Tetot! Ceramah macam apa itu, Mama Kepiting? Anaknya lagi kesakitan, sempet-sempetnya ngomong begini. Hadeh...
"Mama sih ngga ngerasain!" Amay makin teriak dong. Aduh, lucu deh kalau diingat. 😆
Menangis sejak jam 7 malam, tangisan Mas Amay baru berhenti 3 jam kemudian, setelah Mas Amay minum air putih yang sudah dibacain doa sama Akung. Alhamdulillah... Mama pun bisa melipir sebentar untuk nemenin Adek Aga tidur. Ya, meski pada akhirnya Mama ketiduran sih. Hehe... Saya baru kebangun jam setengah 3 pagi, dan ternyata, kata suami, Mas Amay belum tidur juga. Walah...
Ya sudah, akhirnya Papa gantian shift sama Mama. Mama pun menemani Mas Amay, hingga Mas Amay tertidur jam setengah 4 pagi.
Sebenarnya ada obat pereda nyeri dari dokter yang bisa diminum tiap 3
jam sekali. Tapi entahlah, efeknya di Amay kok cuma bertahan sekitar 1 jam saja.
Itu pun kami mempercepat pemberian obat jadi 2,5 jam saking ngga tahan dengar suara tangisan.
Oiya, Dek Aga sangat care sama Mas Amay, lho. Saat Mas Amay menangis, Aga elus-elus punggungnya. Dan Minggu pagi, setelah Mas Amay bangun dari tidur singkatnya, Adek Aga bertanya, "Yang disunatnya masih sakit, Mas?"
Oouwww... Mama jadi meleleh... Semoga Adek Aga ngga trauma karena lihat Mas Amay kesakitan deh. Hehe..

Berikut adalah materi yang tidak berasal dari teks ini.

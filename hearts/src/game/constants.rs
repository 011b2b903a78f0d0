/// Seats at a Hearts table.
pub const NUM_PLAYERS: usize = 4;

/// Cards dealt to each seat from a 52-card deck.
pub const HAND_SIZE: usize = 13;

/// Tricks played per round. Every card in every hand gets played.
pub const TRICKS_PER_ROUND: usize = HAND_SIZE;

/// Cards each seat passes during the warhead phase.
pub const WARHEAD_COUNT: usize = 3;

/// Points for each heart taken.
pub const HEART_POINTS: u32 = 1;

/// Points for taking the queen of spades.
pub const QUEEN_OF_SPADES_POINTS: u32 = 13;

/// Accumulated points that end a game unless configured otherwise.
pub const DEFAULT_POINTS_LIMIT: u32 = 100;

/// Longest allowed username. Longer names are truncated.
pub const MAX_NAME_LENGTH: usize = 16;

Alhamdulillah, pagi harinya Mas Amay sudah bisa berjalan-jalan. Benar kata Papa, sakitnya cuma sebentar, yaitu saat efek biusnya perlahan menghilang. Di grup Mama-Mama, kami pun saling menyemangati. Indahnyaaa... 😍
Insya Allah, pengalaman khitan ini akan jadi kenang-kenangan indah untuk
Mas Amay, Mas Firlan, Mas Keefe, Mas Raafi, juga Dek Bimo (adiknya Mbak
Nesa), yaa... Barokallah anak-anak hebat! Semoga kalian sehat selalu
dan jadi anak yang sholih. Aamiin YRA.
Biaya Khitan di Solo Khitan Center
Saya yakin informasi ini paling ditunggu oleh Mama-Mama yang akan mengkhitankan putranya. 😊Berapa sih biaya khitan di Solo Khitan Center? Berikut adalah rincian biayanya, ya, Ma...
Dokter Ahmad menggunakan metode klamp dari Turki. Dengan biaya Rp 1.100.000,00, anak-anak akan mendapatkan celana khitan sebanyak 2 pcs, paket obat, dan free 1x kontrol untuk lepas klamp-nya.
Solo Khitan Center berada di Jalan Pamugaran Hijau Jamrud No. 5B, RT 5, RW 4, Kadipiro, Kec. Banjarsari, Kota Surakarta, Jawa Tengah 57136, Telp: 0821-3670-7568.